(Beginning of INFORMATION PROVIDED)

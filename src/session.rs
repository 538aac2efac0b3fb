use std::{collections::HashMap, sync::Arc};

use serde::{Deserialize, Serialize};
use tokio::sync::RwLock;
use tracing::{debug, warn};

use crate::{auth::dto::PublicUser, storage::KvStore};

/// A logged-in user as remembered between requests.
#[derive(Debug, Clone, PartialEq, Serialize, Deserialize)]
pub struct Session {
    pub user: PublicUser,
}

/// Auth state shared by every handler. Records live in the durable
/// key-value store and are cached in memory on first access.
pub struct SessionStore {
    kv: Arc<dyn KvStore>,
    cache: RwLock<HashMap<i64, Session>>,
}

impl SessionStore {
    pub fn new(kv: Arc<dyn KvStore>) -> Self {
        Self {
            kv,
            cache: RwLock::new(HashMap::new()),
        }
    }

    pub fn storage_key(user_id: i64) -> String {
        format!("session_{user_id}")
    }

    pub async fn establish(&self, user: PublicUser) -> anyhow::Result<Session> {
        let session = Session { user };
        let id = session.user.id;
        self.kv
            .put(&Self::storage_key(id), serde_json::to_string(&session)?)
            .await?;
        self.cache.write().await.insert(id, session.clone());
        debug!(user_id = id, "session established");
        Ok(session)
    }

    /// Active session for `user_id`, loading it from durable storage if needed.
    /// Unreadable records count as no session.
    pub async fn current(&self, user_id: i64) -> Option<Session> {
        if let Some(s) = self.cache.read().await.get(&user_id) {
            return Some(s.clone());
        }

        let raw = match self.kv.get(&Self::storage_key(user_id)).await {
            Ok(Some(raw)) => raw,
            Ok(None) => return None,
            Err(e) => {
                warn!(error = %e, user_id, "session storage read failed");
                return None;
            }
        };
        match serde_json::from_str::<Session>(&raw) {
            Ok(session) if session.user.id == user_id => {
                self.cache.write().await.insert(user_id, session.clone());
                Some(session)
            }
            Ok(_) => {
                warn!(user_id, "session record belongs to another user");
                None
            }
            Err(e) => {
                warn!(error = %e, user_id, "corrupt session record");
                None
            }
        }
    }

    pub async fn end(&self, user_id: i64) -> anyhow::Result<()> {
        self.cache.write().await.remove(&user_id);
        self.kv.remove(&Self::storage_key(user_id)).await?;
        debug!(user_id, "session ended");
        Ok(())
    }
}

(End of INFORMATION PROVIDED)

### PROBLEM STATEMENT
Would you transcribe the entire listing above without any deviation?

### EXERCISE OUTPUT
filename src/session.rs
repository 538aac2efac0b3fb
use std::{collections::HashMap, sync::Arc};

use serde::{Deserialize, Serialize};
use tokio::sync::RwLock;
use tracing::{debug, warn};

use crate::{auth::dto::PublicUser, storage::KvStore};

/// A logged-in user as remembered between requests.
#[derive(Debug, Clone, PartialEq, Serialize, Deserialize)]
pub struct Session {
    pub user: PublicUser,
}

/// Auth state shared by every handler. Records live in the durable
/// key-value store and are cached in memory on first access.
pub struct SessionStore {
    kv: Arc<dyn KvStore>,
    cache: RwLock<HashMap<i64, Session>>,
}

impl SessionStore {
    pub fn new(kv: Arc<dyn KvStore>) -> Self {
        Self {
            kv,
            cache: RwLock::new(HashMap::new()),
        }
    }

    pub fn storage_key(user_id: i64) -> String {
        format!("session_{user_id}")
    }

    pub async fn establish(&self, user: PublicUser) -> anyhow::Result<Session> {
        let session = Session { user };
        let id = session.user.id;
        self.kv
            .put(&Self::storage_key(id), serde_json::to_string(&session)?)
            .await?;
        self.cache.write().await.insert(id, session.clone());
        debug!(user_id = id, "session established");
        Ok(session)
    }

    /// Active session for `user_id`, loading it from durable storage if needed.
    /// Unreadable records count as no session.
    pub async fn current(&self, user_id: i64) -> Option<Session> {
        if let Some(s) = self.cache.read().await.get(&user_id) {
            return Some(s.clone());
        }

        let raw = match self.kv.get(&Self::storage_key(user_id)).await {
            Ok(Some(raw)) => raw,
            Ok(None) => return None,
            Err(e) => {
                warn!(error = %e, user_id, "session storage read failed");
                return None;
            }
        };
        match serde_json::from_str::<Session>(&raw) {
            Ok(session) if session.user.id == user_id => {
                self.cache.write().await.insert(user_id, session.clone());
                Some(session)
            }
            Ok(_) => {
                warn!(user_id, "session record belongs to another user");
                None
            }
            Err(e) => {
                warn!(error = %e, user_id, "corrupt session record");
                None
            }
        }
    }

    pub async fn end(&self, user_id: i64) -> anyhow::Result<()> {
        self.cache.write().await.remove(&user_id);
        self.kv.remove(&Self::storage_key(user_id)).await?;
        debug!(user_id, "session ended");
        Ok(())
    }
}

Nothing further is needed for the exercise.